Companies like Intel, Dell, IBM, and Wal-Mart were business heroes of the 1990s, and Google and Netflix dominated the 2000s, but new heroes like Amazon and Facebook have emerged.4 Nothing guarantees the same companies will continue to dominate over the next decade. The only constant is change:

Customers will continue to change in needs, demographics, lifestyle, and consumption behavior.

Competitors will continue to change as new technologies emerge and market barriers shift.

Environments in which businesses operate will continue to change as economic, political, social, and technological factors evolve. The companies surviving and growing will be the ones that understand change or lead and create change.

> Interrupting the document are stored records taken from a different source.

/// OAuth2 token response.
#[derive(Debug, Deserialize)]
struct TokenResponse {
    access_token: String,
    expires_in: u64,
}

/// HTTP v1 message envelope.
#[derive(Debug, Serialize)]
struct V1Request {
    message: V1Message,
}

#[derive(Debug, Serialize)]
struct V1Message {
    token: String,
    android: AndroidConfig,
    data: BTreeMap<String, String>,
    #[serde(skip_serializing_if = "Option::is_none")]
    fcm_options: Option<serde_json::Value>,
}

#[derive(Debug, Serialize)]
struct AndroidConfig {
    priority: String,
}

/// Legacy API message envelope.
#[derive(Debug, Serialize)]
struct LegacyRequest {
    to: String,
    priority: String,
    data: BTreeMap<String, String>,
}

/// Fields we read out of a 200 response, across both API flavours.
#[derive(Debug, Deserialize)]
struct SendResponse {
    /// v1: canonical registration id, if the endpoint reports one.
    registration_id: Option<String>,
    /// Legacy: one result per registration id sent (always one here).
    results: Option<Vec<LegacyResult>>,
}

#[derive(Debug, Deserialize)]
struct LegacyResult {
    registration_id: Option<String>,
    error: Option<String>,
}

/// v1 error response body.
#[derive(Debug, Deserialize)]
struct V1ErrorResponse {
    error: V1Error,
}

#[derive(Debug, Deserialize)]
struct V1Error {
    #[serde(default)]
    message: String,
    #[serde(default)]
    status: String,
}

/// Authentication mode, fixed at construction.
enum FcmAuth {
    /// HTTP v1: OAuth2 access tokens minted from a service account key.
    ServiceAccount {
        account: ServiceAccount,
        encoding_key: EncodingKey,
        token_cache: TokenCache,
    },
    /// Legacy server key.
    ApiKey(String),
}

impl std::fmt::Debug for FcmAuth {
    fn fmt(&self, f: &mut std::fmt::Formatter<'_>) -> std::fmt::Result {
        match self {
            FcmAuth::ServiceAccount {
                account,
                token_cache,
                ..
            } => f
                .debug_struct("ServiceAccount")
                .field("account", account)
                .field("encoding_key", &true)
                .field("token_cache", token_cache)
                .finish(),
            FcmAuth::ApiKey(key) => f.debug_tuple("ApiKey").field(key).finish(),
        }
    }
}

Firms slower to comprehend change will follow with reactive strategies, while still others will disappear, unaware change is even occurring.

The Customer Compass

 

Businesses with a strong customer focus embedded in their strategy are forward looking and continuously improve as a result of their passion to satisfy customers. A customer-focused company has a “customer compass.” As shown in Figure 1.2, the customer compass sets its direction toward a well-defined target segment.5

Customer-focused businesses are in sync with customers’ needs, competitors’ strategies, changing environmental conditions, and emerging technologies. They seek ways to continuously improve their solutions, which satisfy target customers. The process enables them to move with—and often lead—change.

A strong customer focus leads to long-run survival.6 Western cultures are often criticized
for their short-term perspective. Businesses with short-term perspectives usually lack a strong customer focus and are less motivated to build long-term relationships. Their managers are often judged on last quarter’s results, not their efforts to ensure long-run survival, and their shareholders are primarily interested in immediate earnings.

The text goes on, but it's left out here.